When I read it into SAS with UTF-8 encoding, I get the national characters æ and ø in field 3 correct, but run into problems with the special characters in field 4:
%let file = /sasdata/udvk/data_beskyt/ungevejledning_beskyt/1_grunddata/eksterne_filer/test.txt;
filename ind "&file" encoding="utf-8";
data test;
infile ind dsd dlm="#" truncover;
informat id 8. status $char30. source $char30. udd $char30.;
input id status source udd;
run;
NOTE: The infile IND is:
Filename=/sasdata/udvk/data_beskyt/ungevejledning_beskyt/1_grunddata/eksterne_filer/test.txt,
Owner Name=sasbatch,
Group Name=torg-odk-sas9-etl,
Access Permission=-rw-r--r--,
Last Modified=01. april 2019 18:20:34,
File Size (bytes)=141
WARNING: A character that could not be transcoded has been replaced in record 1.
WARNING: A character that could not be transcoded has been replaced in record 2.
WARNING: A character that could not be transcoded has been replaced in record 3.
NOTE: 3 records were read from the infile IND.
The minimum record length was 43.
The maximum record length was 46.
NOTE: The data set WORK.TEST has 3 observations and 4 variables.

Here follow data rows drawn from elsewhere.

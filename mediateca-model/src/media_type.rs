use crate::ids::EntityId;
use crate::resource::CatalogResource;
use chrono::{DateTime, Utc};
use serde::{Deserialize, Serialize};

/// A media classification ("Movie", "Series", ...). A catalog record, not an
/// enum: operators manage the set of types at runtime.
#[derive(Debug, Clone, PartialEq, Serialize, Deserialize)]
#[serde(rename_all = "camelCase")]
pub struct MediaType {
    #[serde(rename = "_id")]
    pub id: EntityId,
    pub name: String,
    pub description: String,
    pub active: bool,
    pub created_at: DateTime<Utc>,
    pub updated_at: DateTime<Utc>,
}

/// Editable fields of a [`MediaType`].
#[derive(Debug, Clone, Default, PartialEq, Serialize, Deserialize)]
#[serde(rename_all = "camelCase")]
pub struct MediaTypeDraft {
    pub name: String,
    pub description: String,
    pub active: bool,
}

impl CatalogResource for MediaType {
    type Draft = MediaTypeDraft;

    const ROUTE: &'static str = "types";
    const KIND: &'static str = "type";

    fn id(&self) -> &EntityId {
        &self.id
    }

    fn display_name(&self) -> &str {
        &self.name
    }

    fn to_draft(&self) -> MediaTypeDraft {
        MediaTypeDraft {
            name: self.name.clone(),
            description: self.description.clone(),
            active: self.active,
        }
    }

    fn default_draft() -> MediaTypeDraft {
        MediaTypeDraft::default()
    }
}
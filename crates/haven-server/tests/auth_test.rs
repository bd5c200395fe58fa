//! Registration, login, and current-identity endpoint tests.

use axum::body::Body;
use axum::http::{header, Request, StatusCode};
use axum::Router;
use haven_db::{create_pool, run_migrations, DbPool, DbRuntimeSettings};
use haven_server::{app, AppState};
use haven_voice::{ReasonClient, ReasonConfig, SttClient, SttConfig, TtsClient, TtsConfig};
use serde_json::{json, Value};
use std::sync::Arc;
use tower::ServiceExt;

/// Providers are never reached by these tests; the adapters point at a
/// reserved address.
fn setup_app() -> (Router, DbPool) {
    // A single pooled connection: every pooled connection to ":memory:"
    // would otherwise open its own private database.
    let pool = create_pool(
        ":memory:",
        DbRuntimeSettings {
            pool_max_size: 1,
            ..Default::default()
        },
    )
    .unwrap();
    run_migrations(&pool.get().unwrap()).unwrap();

    let state = AppState {
        pool: pool.clone(),
        stt: Arc::new(SttClient::new(SttConfig {
            api_url: "http://192.0.2.1/stt".to_string(),
            ..Default::default()
        })),
        tts: Arc::new(TtsClient::new(TtsConfig {
            api_url: "http://192.0.2.1/tts".to_string(),
            api_key: String::new(),
        })),
        reason: Arc::new(ReasonClient::new(ReasonConfig {
            api_url: "http://192.0.2.1/chat".to_string(),
            ..Default::default()
        })),
    };

    (app(state), pool)
}

fn json_post(uri: &str, body: Value) -> Request<Body> {
    Request::builder()
        .uri(uri)
        .method("POST")
        .header(header::CONTENT_TYPE, "application/json")
        .body(Body::from(body.to_string()))
        .unwrap()
}

async fn body_json(response: axum::response::Response) -> Value {
    let bytes = axum::body::to_bytes(response.into_body(), usize::MAX)
        .await
        .unwrap();
    serde_json::from_slice(&bytes).unwrap()
}

#[tokio::test]
async fn health_check_returns_ok() {
    let (app, _pool) = setup_app();

    let response = app
        .oneshot(
            Request::builder()
                .uri("/health")
                .body(Body::empty())
                .unwrap(),
        )
        .await
        .unwrap();

    assert_eq!(response.status(), StatusCode::OK);
    let json = body_json(response).await;
    assert_eq!(json["status"], "ok");
}

#[tokio::test]
async fn register_issues_token_and_derived_handle() {
    let (app, _pool) = setup_app();

    let response = app
        .oneshot(json_post(
            "/api/auth/register",
            json!({"full_name": "Ada Obi"}),
        ))
        .await
        .unwrap();

    assert_eq!(response.status(), StatusCode::CREATED);
    let json = body_json(response).await;
    assert!(!json["token"].as_str().unwrap().is_empty());
    assert_eq!(json["user"]["full_name"], "Ada Obi");
    assert_eq!(json["user"]["username"], "ada_obi");
    assert_eq!(json["user"]["voice_preference"], "Chinenye");
}

#[tokio::test]
async fn register_requires_display_name() {
    let (app, _pool) = setup_app();

    let response = app
        .oneshot(json_post("/api/auth/register", json!({})))
        .await
        .unwrap();

    assert_eq!(response.status(), StatusCode::BAD_REQUEST);
    let json = body_json(response).await;
    assert_eq!(json["error"], "Full name is required");
}

#[tokio::test]
async fn duplicate_display_names_get_distinct_handles() {
    let (app, _pool) = setup_app();

    let first = body_json(
        app.clone()
            .oneshot(json_post(
                "/api/auth/register",
                json!({"full_name": "Ada Obi"}),
            ))
            .await
            .unwrap(),
    )
    .await;
    let second = body_json(
        app.clone()
            .oneshot(json_post(
                "/api/auth/register",
                json!({"full_name": "Ada Obi"}),
            ))
            .await
            .unwrap(),
    )
    .await;

    assert_eq!(first["user"]["username"], "ada_obi");
    assert_eq!(second["user"]["username"], "ada_obi_2");
}

#[tokio::test]
async fn login_finds_registered_user() {
    let (app, _pool) = setup_app();

    let registered = body_json(
        app.clone()
            .oneshot(json_post(
                "/api/auth/register",
                json!({"full_name": "Tunde Bello"}),
            ))
            .await
            .unwrap(),
    )
    .await;

    let response = app
        .clone()
        .oneshot(json_post(
            "/api/auth/login",
            json!({"full_name": "Tunde Bello"}),
        ))
        .await
        .unwrap();

    assert_eq!(response.status(), StatusCode::OK);
    let json = body_json(response).await;
    assert_eq!(json["token"], registered["token"]);
    assert_eq!(json["user"]["id"], registered["user"]["id"]);
}

#[tokio::test]
async fn login_unknown_name_is_not_found() {
    let (app, _pool) = setup_app();

    let response = app
        .oneshot(json_post(
            "/api/auth/login",
            json!({"full_name": "Nobody Here"}),
        ))
        .await
        .unwrap();

    assert_eq!(response.status(), StatusCode::NOT_FOUND);
    let json = body_json(response).await;
    assert_eq!(json["error"], "User not found. Please register first.");
}

#[tokio::test]
async fn me_requires_and_resolves_bearer_token() {
    let (app, _pool) = setup_app();

    let registered = body_json(
        app.clone()
            .oneshot(json_post(
                "/api/auth/register",
                json!({"full_name": "Chi Chi"}),
            ))
            .await
            .unwrap(),
    )
    .await;
    let token = registered["token"].as_str().unwrap();

    let unauthenticated = app
        .clone()
        .oneshot(
            Request::builder()
                .uri("/api/auth/me")
                .body(Body::empty())
                .unwrap(),
        )
        .await
        .unwrap();
    assert_eq!(unauthenticated.status(), StatusCode::UNAUTHORIZED);

    let response = app
        .clone()
        .oneshot(
            Request::builder()
                .uri("/api/auth/me")
                .header(header::AUTHORIZATION, format!("Bearer {token}"))
                .body(Body::empty())
                .unwrap(),
        )
        .await
        .unwrap();
    assert_eq!(response.status(), StatusCode::OK);
    let json = body_json(response).await;
    assert_eq!(json["id"], registered["user"]["id"]);
    assert_eq!(json["username"], "chi_chi");
}
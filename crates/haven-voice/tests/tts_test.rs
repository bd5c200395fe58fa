//! Synthesis adapter behavior against a local stand-in provider.

use axum::extract::State;
use axum::http::{header, StatusCode};
use axum::{routing::post, Json, Router};
use haven_types::Voice;
use haven_voice::{TtsClient, TtsConfig, VoiceError};
use serde_json::{json, Value};
use std::sync::{Arc, Mutex};

async fn serve(router: Router) -> String {
    let listener = tokio::net::TcpListener::bind("127.0.0.1:0").await.unwrap();
    let addr = listener.local_addr().unwrap();
    tokio::spawn(async move {
        axum::serve(listener, router).await.unwrap();
    });
    format!("http://{addr}/api/v1/tts")
}

#[tokio::test]
async fn returns_complete_audio_and_canonical_voice_name() {
    let seen: Arc<Mutex<Option<Value>>> = Arc::default();

    let router = Router::new()
        .route(
            "/api/v1/tts",
            post(
                |State(seen): State<Arc<Mutex<Option<Value>>>>, Json(body): Json<Value>| async move {
                    *seen.lock().unwrap() = Some(body);
                    (
                        StatusCode::OK,
                        [(header::CONTENT_TYPE, "audio/mpeg")],
                        vec![0x49u8, 0x44, 0x33, 0x04, 0x00, 0x00],
                    )
                },
            ),
        )
        .with_state(seen.clone());

    let client = TtsClient::new(TtsConfig {
        api_url: serve(router).await,
        api_key: "test-key".to_string(),
    });

    let audio = client
        .synthesize("Take two slow breaths.", Voice::Emma)
        .await
        .expect("synthesis succeeds");

    assert_eq!(audio, vec![0x49, 0x44, 0x33, 0x04, 0x00, 0x00]);

    let body = seen.lock().unwrap().take().expect("request captured");
    assert_eq!(body["voice"], "Emma", "wire form is capitalized");
    assert_eq!(body["text"], "Take two slow breaths.");
}

#[tokio::test]
async fn structured_error_body_is_carried_in_detail() {
    let router = Router::new().route(
        "/api/v1/tts",
        post(|| async {
            (
                StatusCode::SERVICE_UNAVAILABLE,
                Json(json!({"error": "voice pool exhausted"})),
            )
        }),
    );

    let client = TtsClient::new(TtsConfig {
        api_url: serve(router).await,
        ..Default::default()
    });

    let err = client
        .synthesize("hello", Voice::Tayo)
        .await
        .expect_err("must fail");

    match err {
        VoiceError::Synthesis(msg) => {
            assert!(msg.contains("503"), "missing status in: {msg}");
            assert!(msg.contains("voice pool exhausted"), "missing detail in: {msg}");
        }
        other => panic!("expected Synthesis error, got {other:?}"),
    }
}

#[tokio::test]
async fn raw_text_error_body_is_carried_in_detail() {
    let router = Router::new().route(
        "/api/v1/tts",
        post(|| async { (StatusCode::BAD_REQUEST, "no such voice") }),
    );

    let client = TtsClient::new(TtsConfig {
        api_url: serve(router).await,
        ..Default::default()
    });

    let err = client
        .synthesize("hello", Voice::Tayo)
        .await
        .expect_err("must fail");

    match err {
        VoiceError::Synthesis(msg) => assert!(msg.contains("no such voice")),
        other => panic!("expected Synthesis error, got {other:?}"),
    }
}
//! Profile endpoints: voice preference and consent flag.

use crate::api::ApiError;
use crate::middleware::UserContext;
use crate::AppState;
use axum::extract::{Extension, Json};
use haven_identity::{update_profile, ProfileUpdate, User};
use serde::{Deserialize, Serialize};
use std::sync::Arc;

#[derive(Debug, Serialize)]
pub struct ProfileResponse {
    pub id: i64,
    pub username: String,
    pub full_name: String,
    pub voice_preference: &'static str,
    pub consent: bool,
}

impl From<User> for ProfileResponse {
    fn from(user: User) -> Self {
        Self {
            id: user.id,
            username: user.username,
            full_name: user.full_name,
            voice_preference: user.voice_preference.as_str(),
            consent: user.consent,
        }
    }
}

#[derive(Debug, Deserialize)]
pub struct ProfileUpdateRequest {
    #[serde(default)]
    pub voice_preference: Option<String>,
    #[serde(default)]
    pub consent: Option<bool>,
}

/// Handler for `GET /api/profile`.
pub async fn get_profile_handler(
    Extension(UserContext(user)): Extension<UserContext>,
) -> Json<ProfileResponse> {
    Json(user.into())
}

/// Handler for `PATCH /api/profile`. Absent fields are left untouched.
pub async fn update_profile_handler(
    Extension(state): Extension<Arc<AppState>>,
    Extension(UserContext(user)): Extension<UserContext>,
    Json(payload): Json<ProfileUpdateRequest>,
) -> Result<Json<ProfileResponse>, ApiError> {
    let voice_preference = payload
        .voice_preference
        .as_deref()
        .map(|raw| {
            raw.parse::<haven_types::Voice>()
                .map_err(|e| ApiError::BadRequest(e.to_string()))
        })
        .transpose()?;

    let update = ProfileUpdate {
        voice_preference,
        consent: payload.consent,
    };

    let pool = state.pool.clone();
    let updated = tokio::task::spawn_blocking(move || {
        let conn = pool
            .get()
            .map_err(|e| ApiError::Internal(e.to_string()))?;
        update_profile(&conn, user.id, update).map_err(ApiError::from)
    })
    .await
    .map_err(|e| ApiError::Internal(e.to_string()))??;

    Ok(Json(updated.into()))
}
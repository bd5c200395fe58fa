//! Haven server binary — the main entry point for the voice relay.
//!
//! Starts an axum HTTP server with structured logging, database
//! initialization, and graceful shutdown on SIGTERM/SIGINT.

use haven_server::{app, config, AppState};
use haven_voice::{ReasonClient, SttClient, TtsClient};
use std::net::SocketAddr;
use std::sync::Arc;
use tokio::net::TcpListener;
use tracing_subscriber::EnvFilter;

fn resolve_config_path() -> (Option<String>, &'static str) {
    if let Some(path) = std::env::args()
        .nth(1)
        .filter(|value| !value.trim().is_empty())
    {
        return (Some(path), "cli-arg");
    }

    if let Ok(path) = std::env::var("HAVEN_CONFIG_PATH") {
        if !path.trim().is_empty() {
            return (Some(path), "env-var");
        }
    }

    (None, "default")
}

#[tokio::main]
async fn main() {
    let (resolved_config_path, config_source) = resolve_config_path();
    let selected_config_path = resolved_config_path.as_deref().or(Some("config.toml"));

    // Load configuration
    let config = config::load_config(selected_config_path)
        .expect("failed to load configuration — the server cannot start without valid config");

    // Initialize tracing
    let filter =
        EnvFilter::try_new(&config.logging.level).unwrap_or_else(|_| EnvFilter::new("info"));

    if config.logging.json {
        tracing_subscriber::fmt()
            .with_env_filter(filter)
            .json()
            .init();
    } else {
        tracing_subscriber::fmt().with_env_filter(filter).init();
    }

    tracing::info!(
        source = config_source,
        path = selected_config_path.unwrap_or("<none>"),
        "resolved startup configuration path"
    );

    // Initialize database
    let pool = haven_db::create_pool(
        &config.database.path,
        haven_db::DbRuntimeSettings {
            busy_timeout_ms: config.database.busy_timeout_ms,
            pool_max_size: config.database.pool_max_size,
        },
    )
    .expect("failed to create database pool — check database.path in config");

    {
        let conn = pool
            .get()
            .expect("failed to get database connection for migrations");
        let applied = haven_db::run_migrations(&conn).expect("failed to run database migrations");
        if applied > 0 {
            tracing::info!(count = applied, "applied database migrations");
        }
    }

    // Provider adapters are built once and shared across concurrent turns.
    let state = AppState {
        pool,
        stt: Arc::new(SttClient::new(config.providers.transcription.clone())),
        tts: Arc::new(TtsClient::new(config.providers.synthesis.clone())),
        reason: Arc::new(ReasonClient::new(config.providers.reasoning.clone())),
    };

    let app = app(state);
    let addr = SocketAddr::new(config.server.host, config.server.port);

    tracing::info!(%addr, "starting haven server");

    let listener = TcpListener::bind(addr)
        .await
        .expect("failed to bind to address — is another process using this port?");

    // Serve with graceful shutdown
    axum::serve(listener, app)
        .with_graceful_shutdown(shutdown_signal())
        .await
        .expect("server error");

    tracing::info!("haven server shut down");
}

/// Waits for a SIGINT (Ctrl+C) or SIGTERM signal for graceful shutdown.
async fn shutdown_signal() {
    let ctrl_c = async {
        tokio::signal::ctrl_c()
            .await
            .expect("failed to install Ctrl+C handler");
    };

    #[cfg(unix)]
    let terminate = async {
        tokio::signal::unix::signal(tokio::signal::unix::SignalKind::terminate())
            .expect("failed to install SIGTERM handler")
            .recv()
            .await;
    };

    #[cfg(not(unix))]
    let terminate = std::future::pending::<()>();

    tokio::select! {
        () = ctrl_c => { tracing::info!("received SIGINT, initiating graceful shutdown"); }
        () = terminate => { tracing::info!("received SIGTERM, initiating graceful shutdown"); }
    }
}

NOTE: DATA statement used (Total process time):
real time 0.02 seconds
cpu time 0.00 seconds
Note that the problematic characters are lost, they are all translated to hex 1A.
The characters are double-byte with hex values C2BD or C2B4 in this example. There are several others in real data, but all of the same type.
If I read the files with system encoding (latin9), I get the two bytes, so they could be handled in the program, but I also get all the valid UTF-8 characters that way, as in the following example.
The files are large, millions of records, and delivered daily, and we will every now and then get new double-byte characters, both valid and invalid in UTF-8, so it will be and endless maintenance task to read the files with latin encoding and idenfify and change all double-byte characters. So that is not really an option.
But because the VI editor can display all characters correct, i think it should be possible i SAS also, so I must be missing something. All suggestions will be highly appreciated.